Agent Harness

The Agent Harness is a multi-framework protocol that enables external agents (Claude, Codex, Gemini) to drive muonroi-cli TUI applications by querying a semantic tree instead of taking screenshots. Token cost is approximately 1/10 of vision-based tools like Playwright, making it ideal for long-running agentic workflows.

Why Semantic Trees?

Traditional vision-based agents take screenshots and parse them with image models. This approach is:

Expensive: screenshot → OCR/vision model → decision
Fragile: rendering changes break parsing
Slow: serializing/deserializing images adds latency

The Agent Harness instead exposes the live UI as a semantic tree — a structured JSON representation of roles, names, states, and properties. Agents query this tree using simple selectors (role=dialog name~='Recovery'), receive compact JSON responses, and issue commands (press, type, focus). No images, no vision models, no re-rendering inference loops.

Architecture

External agent (Claude, Codex, Gemini)
  │  driver.query("role=dialog name~='Recovery'")
  │  driver.press("Enter")
  ▼
WebSocket / fd 3-4 / Named pipe transport
  ▼
Semantic registry  ── 30-60 Hz snapshot, hash-dedup
  ▼
TUI / React web app / Angular web app

The flow is unidirectional from the UI perspective: the UI component (OpenTUI, React, Angular) registers its nodes with a semantic registry. The registry snapshots at 30-60 Hz and deduplicates unchanged trees. When an agent sends a command, it flows back through the transport to the TUI component, which executes the corresponding action (focus, type, press key).

Transport Layer

Three transport mechanisms are supported so harnesses work across environments:

Transport	Used by	Channel	Format
fd 3 / fd 4	POSIX OpenTUI subprocess spawn	Two separate unidirectional file descriptors	Line-delimited JSON (no envelope)
Named pipes	Windows OpenTUI subprocess spawn	Two separate named pipes (`\\.\pipe\muonroi-harness-{pid}-{uuid}-{in\|out}`)	Line-delimited JSON (no envelope)
WebSocket	React / Angular web app integration	Single bidirectional socket	Line-delimited JSON with `dir` envelope

The WebSocket transport requires a dir discriminator ("frame", "event", "cmd") because a single socket carries traffic in both directions.
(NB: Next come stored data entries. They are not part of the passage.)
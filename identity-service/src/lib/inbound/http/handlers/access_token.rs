use axum::extract::rejection::JsonRejection;
use axum::extract::State;
use axum::http::StatusCode;
use axum::Json;
use serde::Deserialize;

use super::ApiError;
use super::ApiSuccess;
use super::SessionResponseData;
use crate::inbound::http::router::AppState;

pub async fn refresh_access_token(
    State(state): State<AppState>,
    body: Result<Json<AccessTokenRequestBody>, JsonRejection>,
) -> Result<ApiSuccess<SessionResponseData>, ApiError> {
    let Json(body) = body?;

    state
        .auth_service
        .refresh_access_token(&body.refresh_token)
        .await
        .map_err(ApiError::from)
        .map(|session| ApiSuccess::new(StatusCode::OK, session.into()))
}

#[derive(Clone, PartialEq, Eq, Deserialize)]
#[serde(rename_all = "camelCase")]
pub struct AccessTokenRequestBody {
    refresh_token: String,
}
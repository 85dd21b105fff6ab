use std::sync::Arc;

use async_trait::async_trait;
use auth::AuthenticationError;
use auth::Authenticator;
use auth::JwtError;
use auth::TokenClaims;
use auth::TokenClass;

use crate::domain::authentication::models::AuthenticatedSession;
use crate::domain::authentication::models::LoginCommand;
use crate::domain::authentication::models::SessionTokens;
use crate::domain::authentication::ports::AuthServicePort;
use crate::domain::errors::AppError;
use crate::domain::errors::ErrorKind;
use crate::domain::user::models::UserId;
use crate::domain::user::models::UserProjection;
use crate::domain::user::ports::UserRepository;

/// Message returned for both an unknown email and a wrong password.
pub const INVALID_CREDENTIALS_MESSAGE: &str = "email or password does not match";

/// Domain service implementation for authentication.
///
/// Concrete implementation of AuthServicePort over a user repository.
pub struct AuthService<UR>
where
    UR: UserRepository,
{
    repository: Arc<UR>,
    authenticator: Authenticator,
}

impl<UR> AuthService<UR>
where
    UR: UserRepository,
{
    /// Create a new authentication service with injected dependencies.
    ///
    /// # Arguments
    /// * `repository` - User lookup implementation
    /// * `authenticator` - Password verification and token issuance
    ///
    /// # Returns
    /// Configured authentication service instance
    pub fn new(repository: Arc<UR>, authenticator: Authenticator) -> Self {
        Self {
            repository,
            authenticator,
        }
    }

    fn verify(&self, token: &str, class: TokenClass) -> Result<TokenClaims, AppError> {
        self.authenticator.verify(token, class).map_err(|e| {
            if e.is_configuration() {
                tracing::error!(error = %e, class = %class, "Token verification misconfigured");
            } else {
                tracing::debug!(reason = %e, class = %class, "Token rejected");
            }
            AppError::new(e, ErrorKind::NotAuthenticated)
        })
    }

    fn subject(claims: &TokenClaims) -> Result<UserId, AppError> {
        UserId::try_from(claims.id).map_err(|e| {
            tracing::debug!(reason = %e, "Token subject is not a user id");
            AppError::from_kind(ErrorKind::NotAuthenticated)
        })
    }
}

fn invalid_credentials() -> AppError {
    AppError::new(INVALID_CREDENTIALS_MESSAGE, ErrorKind::NotAuthorized)
}

fn issuance_error(error: JwtError) -> AppError {
    if error.is_configuration() {
        tracing::error!(error = %error, "Token issuance misconfigured");
        AppError::new(error, ErrorKind::TokenGeneratorError)
    } else {
        tracing::error!(error = %error, "Token signing failed");
        AppError::new(error, ErrorKind::UnknownError)
    }
}

#[async_trait]
impl<UR> AuthServicePort for AuthService<UR>
where
    UR: UserRepository,
{
    async fn login(&self, command: LoginCommand) -> Result<AuthenticatedSession, AppError> {
        let Some(user) = self.repository.find_by_email(command.email()).await? else {
            tracing::info!("Login rejected: unknown email");
            return Err(invalid_credentials());
        };

        let pair = self
            .authenticator
            .authenticate(command.password(), &user.password_hash, user.id.into())
            .map_err(|e| match e {
                AuthenticationError::InvalidCredentials => {
                    tracing::info!(user_id = %user.id, "Login rejected: password mismatch");
                    invalid_credentials()
                }
                AuthenticationError::JwtError(e) => issuance_error(e),
            })?;

        tracing::info!(user_id = %user.id, "User logged in");

        Ok(AuthenticatedSession {
            user: UserProjection::from(&user),
            security: SessionTokens {
                access_token: pair.access.token,
                refresh_token: pair.refresh.token,
                access_expires_at: pair.access.expires_at,
                refresh_expires_at: pair.refresh.expires_at,
            },
        })
    }

    async fn refresh_access_token(
        &self,
        refresh_token: &str,
    ) -> Result<AuthenticatedSession, AppError> {
        let claims = self.verify(refresh_token, TokenClass::Refresh)?;
        let user_id = Self::subject(&claims)?;

        // The refresh token is echoed back, so its expiration comes from its own claims
        let refresh_expires_at = claims
            .expires_at()
            .ok_or_else(|| AppError::from_kind(ErrorKind::NotAuthenticated))?;

        let Some(user) = self.repository.find_by_id(&user_id).await? else {
            tracing::info!(user_id = %user_id, "Refresh rejected: user no longer exists");
            return Err(AppError::from_kind(ErrorKind::NotAuthenticated));
        };

        let access = self
            .authenticator
            .issue(user.id.into(), TokenClass::Access)
            .map_err(issuance_error)?;

        tracing::info!(user_id = %user.id, "Access token refreshed");

        Ok(AuthenticatedSession {
            user: UserProjection::from(&user),
            security: SessionTokens {
                access_token: access.token,
                refresh_token: refresh_token.to_string(),
                access_expires_at: access.expires_at,
                refresh_expires_at,
            },
        })
    }

    async fn authenticate_access_token(&self, access_token: &str) -> Result<UserId, AppError> {
        let claims = self.verify(access_token, TokenClass::Access)?;
        Self::subject(&claims)
    }

    async fn current_user(&self, id: &UserId) -> Result<UserProjection, AppError> {
        self.repository
            .find_by_id(id)
            .await?
            .map(|user| UserProjection::from(&user))
            .ok_or_else(|| AppError::from_kind(ErrorKind::NotFound))
    }
}
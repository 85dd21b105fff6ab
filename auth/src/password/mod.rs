pub mod bcrypt;
pub mod errors;

pub use self::bcrypt::PasswordHasher;
pub use errors::PasswordError;
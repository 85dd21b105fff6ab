use std::fmt;

use chrono::DateTime;
use chrono::Utc;

use crate::domain::user::errors::UserIdError;

/// User aggregate entity.
///
/// Represents a registered user as stored by the repository.
#[derive(Debug, Clone, PartialEq, Eq)]
pub struct User {
    pub id: UserId,
    pub user_name: String,
    pub email: String,
    pub first_name: String,
    pub last_name: String,
    pub status: bool,
    pub role: String,
    pub password_hash: String,
    pub created_at: DateTime<Utc>,
    pub updated_at: DateTime<Utc>,
}

/// User unique identifier type.
///
/// Always strictly positive: ids are assigned by the database starting at 1,
/// so no value of this type can mean "no user".
#[derive(Debug, Clone, Copy, PartialEq, Eq, Hash, PartialOrd, Ord)]
pub struct UserId(i64);

impl UserId {
    /// Create a user ID.
    ///
    /// # Errors
    /// * `NotPositive` - Zero or negative value
    pub fn new(id: i64) -> Result<Self, UserIdError> {
        if id > 0 {
            Ok(Self(id))
        } else {
            Err(UserIdError::NotPositive(id))
        }
    }

    pub fn as_i64(&self) -> i64 {
        self.0
    }
}

impl TryFrom<u64> for UserId {
    type Error = UserIdError;

    fn try_from(id: u64) -> Result<Self, Self::Error> {
        let id = i64::try_from(id).map_err(|_| UserIdError::OutOfRange(id))?;
        Self::new(id)
    }
}

impl From<UserId> for u64 {
    fn from(id: UserId) -> Self {
        // Positive by construction
        id.0 as u64
    }
}

impl fmt::Display for UserId {
    fn fmt(&self, f: &mut fmt::Formatter<'_>) -> fmt::Result {
        fmt::Display::fmt(&self.0, f)
    }
}

/// Public view of a user, without credentials.
#[derive(Debug, Clone, PartialEq, Eq)]
pub struct UserProjection {
    pub id: UserId,
    pub user_name: String,
    pub email: String,
    pub first_name: String,
    pub last_name: String,
    pub status: bool,
}

impl From<&User> for UserProjection {
    fn from(user: &User) -> Self {
        Self {
            id: user.id,
            user_name: user.user_name.clone(),
            email: user.email.clone(),
            first_name: user.first_name.clone(),
            last_name: user.last_name.clone(),
            status: user.status,
        }
    }
}

#[cfg(test)]
mod tests {
    use super::*;

    #[test]
    fn test_user_id_rejects_zero_and_negative() {
        assert_eq!(UserId::new(0), Err(UserIdError::NotPositive(0)));
        assert_eq!(UserId::new(-3), Err(UserIdError::NotPositive(-3)));
        assert_eq!(UserId::new(1).map(|id| id.as_i64()), Ok(1));
    }

    #[test]
    fn test_user_id_from_claim_subject() {
        assert_eq!(UserId::try_from(42u64), UserId::new(42));
        assert_eq!(UserId::try_from(0u64), Err(UserIdError::NotPositive(0)));
        assert_eq!(
            UserId::try_from(u64::MAX),
            Err(UserIdError::OutOfRange(u64::MAX))
        );
        assert_eq!(u64::from(UserId::new(42).unwrap()), 42);
    }

    #[test]
    fn test_projection_drops_credentials() {
        let user = User {
            id: UserId::new(5).unwrap(),
            user_name: "jdoe".to_string(),
            email: "jdoe@example.com".to_string(),
            first_name: "John".to_string(),
            last_name: "Doe".to_string(),
            status: true,
            role: "admin".to_string(),
            password_hash: "$2b$04$hash".to_string(),
            created_at: Utc::now(),
            updated_at: Utc::now(),
        };

        let projection = UserProjection::from(&user);
        assert_eq!(projection.id, user.id);
        assert_eq!(projection.user_name, "jdoe");
        assert!(projection.status);
        assert!(!format!("{:?}", projection).contains("$2b$"));
    }
}
use axum::extract::State;
use axum::http::StatusCode;
use axum::Extension;
use serde::Serialize;

use super::ApiError;
use super::ApiSuccess;
use super::UserData;
use crate::inbound::http::middleware::AuthenticatedUser;
use crate::inbound::http::router::AppState;

pub async fn current_user(
    State(state): State<AppState>,
    Extension(user): Extension<AuthenticatedUser>,
) -> Result<ApiSuccess<CurrentUserResponseData>, ApiError> {
    state
        .auth_service
        .current_user(&user.user_id)
        .await
        .map_err(ApiError::from)
        .map(|projection| {
            ApiSuccess::new(
                StatusCode::OK,
                CurrentUserResponseData {
                    data: (&projection).into(),
                },
            )
        })
}

#[derive(Debug, Clone, PartialEq, Eq, Serialize)]
pub struct CurrentUserResponseData {
    pub data: UserData,
}
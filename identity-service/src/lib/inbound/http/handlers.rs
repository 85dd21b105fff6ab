use axum::extract::rejection::JsonRejection;
use axum::http::StatusCode;
use axum::response::IntoResponse;
use axum::response::Response;
use axum::Json;
use chrono::DateTime;
use chrono::Utc;
use serde::Serialize;

use crate::domain::authentication::models::AuthenticatedSession;
use crate::domain::authentication::models::SessionTokens;
use crate::domain::errors::AppError;
use crate::domain::errors::ErrorKind;
use crate::domain::user::models::UserProjection;

pub mod access_token;
pub mod current_user;
pub mod login;

/// Message sent for every server-side failure whose details stay internal.
pub const INTERNAL_SERVER_ERROR_MESSAGE: &str = "Internal Server Error";

#[derive(Debug, Clone)]
pub struct ApiSuccess<T: Serialize + PartialEq>(StatusCode, Json<T>);

impl<T> PartialEq for ApiSuccess<T>
where
    T: Serialize + PartialEq,
{
    fn eq(&self, other: &Self) -> bool {
        self.0 == other.0 && self.1 .0 == other.1 .0
    }
}

impl<T: Serialize + PartialEq> ApiSuccess<T> {
    pub fn new(status: StatusCode, body: T) -> Self {
        ApiSuccess(status, Json(body))
    }
}

impl<T: Serialize + PartialEq> IntoResponse for ApiSuccess<T> {
    fn into_response(self) -> Response {
        (self.0, self.1).into_response()
    }
}

#[derive(Debug, Clone, PartialEq, Eq)]
pub enum ApiError {
    InternalServerError(String),
    BadRequest(String),
    NotFound(String),
    Conflict(String),
    Unauthorized(String),
    Forbidden(String),
}

impl ApiError {
    pub fn not_authenticated() -> Self {
        ApiError::Unauthorized(ErrorKind::NotAuthenticated.default_message().to_string())
    }
}

impl IntoResponse for ApiError {
    fn into_response(self) -> Response {
        let (status, message) = match self {
            ApiError::InternalServerError(msg) => (StatusCode::INTERNAL_SERVER_ERROR, msg),
            ApiError::BadRequest(msg) => (StatusCode::BAD_REQUEST, msg),
            ApiError::NotFound(msg) => (StatusCode::NOT_FOUND, msg),
            ApiError::Conflict(msg) => (StatusCode::CONFLICT, msg),
            ApiError::Unauthorized(msg) => (StatusCode::UNAUTHORIZED, msg),
            ApiError::Forbidden(msg) => (StatusCode::FORBIDDEN, msg),
        };

        (status, Json(ApiErrorBody { error: message })).into_response()
    }
}

impl From<AppError> for ApiError {
    fn from(err: AppError) -> Self {
        match err.kind() {
            ErrorKind::NotFound => ApiError::NotFound(err.to_string()),
            ErrorKind::ValidationError => ApiError::BadRequest(err.to_string()),
            ErrorKind::ResourceAlreadyExists => ApiError::Conflict(err.to_string()),
            ErrorKind::NotAuthorized => ApiError::Forbidden(err.to_string()),
            ErrorKind::NotAuthenticated => ApiError::not_authenticated(),
            ErrorKind::RepositoryError => {
                tracing::error!(error = %err, "Repository operation failed");
                ApiError::InternalServerError(err.kind().default_message().to_string())
            }
            ErrorKind::TokenGeneratorError | ErrorKind::UnknownError => {
                tracing::error!(kind = %err.kind(), error = %err, "Request failed");
                ApiError::InternalServerError(INTERNAL_SERVER_ERROR_MESSAGE.to_string())
            }
        }
    }
}

impl From<JsonRejection> for ApiError {
    fn from(rejection: JsonRejection) -> Self {
        ApiError::BadRequest(rejection.body_text())
    }
}

#[derive(Debug, Clone, PartialEq, Eq, Serialize)]
pub struct ApiErrorBody {
    pub error: String,
}

/// Body returned by login and refresh.
#[derive(Debug, Clone, PartialEq, Eq, Serialize)]
pub struct SessionResponseData {
    pub data: UserData,
    pub security: SecurityData,
}

impl From<AuthenticatedSession> for SessionResponseData {
    fn from(session: AuthenticatedSession) -> Self {
        Self {
            data: (&session.user).into(),
            security: session.security.into(),
        }
    }
}

#[derive(Debug, Clone, PartialEq, Eq, Serialize)]
#[serde(rename_all = "camelCase")]
pub struct UserData {
    pub user_name: String,
    pub email: String,
    pub first_name: String,
    pub last_name: String,
    pub status: bool,
    pub id: i64,
}

impl From<&UserProjection> for UserData {
    fn from(user: &UserProjection) -> Self {
        Self {
            user_name: user.user_name.clone(),
            email: user.email.clone(),
            first_name: user.first_name.clone(),
            last_name: user.last_name.clone(),
            status: user.status,
            id: user.id.as_i64(),
        }
    }
}

#[derive(Debug, Clone, PartialEq, Eq, Serialize)]
pub struct SecurityData {
    #[serde(rename = "jwtAccessToken")]
    pub access_token: String,
    #[serde(rename = "jwtRefreshToken")]
    pub refresh_token: String,
    #[serde(rename = "expirationAccessDateTime")]
    pub access_expires_at: DateTime<Utc>,
    #[serde(rename = "expirationRefreshDateTime")]
    pub refresh_expires_at: DateTime<Utc>,
}

impl From<SessionTokens> for SecurityData {
    fn from(tokens: SessionTokens) -> Self {
        Self {
            access_token: tokens.access_token,
            refresh_token: tokens.refresh_token,
            access_expires_at: tokens.access_expires_at,
            refresh_expires_at: tokens.refresh_expires_at,
        }
    }
}

#[cfg(test)]
mod tests {
    use serde_json::json;
    use serde_json::Value;

    use super::*;

    async fn render(err: AppError) -> (StatusCode, Value) {
        let response = ApiError::from(err).into_response();
        let status = response.status();
        let bytes = axum::body::to_bytes(response.into_body(), usize::MAX)
            .await
            .unwrap();
        (status, serde_json::from_slice(&bytes).unwrap())
    }

    #[tokio::test]
    async fn test_not_found_renders_canonical_message() {
        let (status, body) = render(AppError::from_kind(ErrorKind::NotFound)).await;

        assert_eq!(status, StatusCode::NOT_FOUND);
        assert_eq!(body, json!({ "error": "record not found" }));
    }

    #[tokio::test]
    async fn test_unlisted_kind_renders_internal_server_error() {
        let err = AppError::new("boom", ErrorKind::from("BogusKind"));
        let (status, body) = render(err).await;

        assert_eq!(status, StatusCode::INTERNAL_SERVER_ERROR);
        assert_eq!(body, json!({ "error": "Internal Server Error" }));
    }

    #[tokio::test]
    async fn test_status_for_every_kind() {
        let expected = [
            (ErrorKind::NotFound, StatusCode::NOT_FOUND),
            (ErrorKind::ValidationError, StatusCode::BAD_REQUEST),
            (ErrorKind::ResourceAlreadyExists, StatusCode::CONFLICT),
            (ErrorKind::RepositoryError, StatusCode::INTERNAL_SERVER_ERROR),
            (ErrorKind::NotAuthenticated, StatusCode::UNAUTHORIZED),
            (ErrorKind::NotAuthorized, StatusCode::FORBIDDEN),
            (ErrorKind::TokenGeneratorError, StatusCode::INTERNAL_SERVER_ERROR),
            (ErrorKind::UnknownError, StatusCode::INTERNAL_SERVER_ERROR),
        ];

        for (kind, status) in expected {
            let (actual, _) = render(AppError::from_kind(kind)).await;
            assert_eq!(actual, status, "kind {}", kind);
        }
    }

    #[tokio::test]
    async fn test_client_errors_keep_their_message() {
        let err = AppError::new("email or password does not match", ErrorKind::NotAuthorized);
        let (_, body) = render(err).await;
        assert_eq!(body, json!({ "error": "email or password does not match" }));

        let err = AppError::new("password is required", ErrorKind::ValidationError);
        let (_, body) = render(err).await;
        assert_eq!(body, json!({ "error": "password is required" }));
    }

    #[tokio::test]
    async fn test_server_errors_hide_details() {
        let err = AppError::new("connection refused on 10.0.0.3", ErrorKind::RepositoryError);
        let (_, body) = render(err).await;
        assert_eq!(body, json!({ "error": "error in repository operation" }));

        let err = AppError::new("signature key missing", ErrorKind::NotAuthenticated);
        let (_, body) = render(err).await;
        assert_eq!(body, json!({ "error": "not Authenticated" }));

        let err = AppError::new("missing secret for access tokens", ErrorKind::TokenGeneratorError);
        let (_, body) = render(err).await;
        assert_eq!(body, json!({ "error": "Internal Server Error" }));
    }

    #[test]
    fn test_session_response_wire_shape() {
        use crate::domain::user::models::UserId;

        let expires = DateTime::parse_from_rfc3339("2024-01-01T10:00:00Z")
            .unwrap()
            .with_timezone(&Utc);
        let session = AuthenticatedSession {
            user: UserProjection {
                id: UserId::new(7).unwrap(),
                user_name: "jdoe".to_string(),
                email: "u@x.com".to_string(),
                first_name: "John".to_string(),
                last_name: "Doe".to_string(),
                status: true,
            },
            security: SessionTokens {
                access_token: "access".to_string(),
                refresh_token: "refresh".to_string(),
                access_expires_at: expires,
                refresh_expires_at: expires,
            },
        };

        let value = serde_json::to_value(SessionResponseData::from(session)).unwrap();
        assert_eq!(
            value,
            json!({
                "data": {
                    "userName": "jdoe",
                    "email": "u@x.com",
                    "firstName": "John",
                    "lastName": "Doe",
                    "status": true,
                    "id": 7
                },
                "security": {
                    "jwtAccessToken": "access",
                    "jwtRefreshToken": "refresh",
                    "expirationAccessDateTime": "2024-01-01T10:00:00Z",
                    "expirationRefreshDateTime": "2024-01-01T10:00:00Z"
                }
            })
        );
    }
}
The fd 3/4 and named-pipe transports use separate channels, so direction is implicit.

Packages

Four npm packages implement the harness for different frameworks:

Package	Runtime	Size	Use case
`@muonroi/agent-harness-core`	Node + browser	Framework-agnostic	Protocol types, selectors, driver, WebSocket transport, MCP server
`@muonroi/agent-harness-opentui`	OpenTUI (terminal React)	Plugin	TUI integration (Terminal.app, Hyper, iTerm2)
`@muonroi/agent-harness-react`	React DOM 18+	346 B (harness off) / 914 B (on)	React web app integration
`@muonroi/agent-harness-angular`	Angular 16+	≤ 8 KB	Angular web app integration

Install via bun:

bun add @muonroi/agent-harness-core
bun add @muonroi/agent-harness-react   # if using React

Quick Integration

React

Import the harness adapter and wrap your app root:

import { AgentHarnessProvider } from '@muonroi/agent-harness-react';

export function App() {
  return (
    <AgentHarnessProvider debug={false}>
      <YourApp />
    </AgentHarnessProvider>
  );
}

The provider automatically:

Creates a WebSocket connection to the agent harness server (default ws://127.0.0.1:7777)
Wraps React components in semantic nodes (role, name, value, state)
Sends 30-60 Hz snapshots to the registry
Receives and executes commands (focus, type, press)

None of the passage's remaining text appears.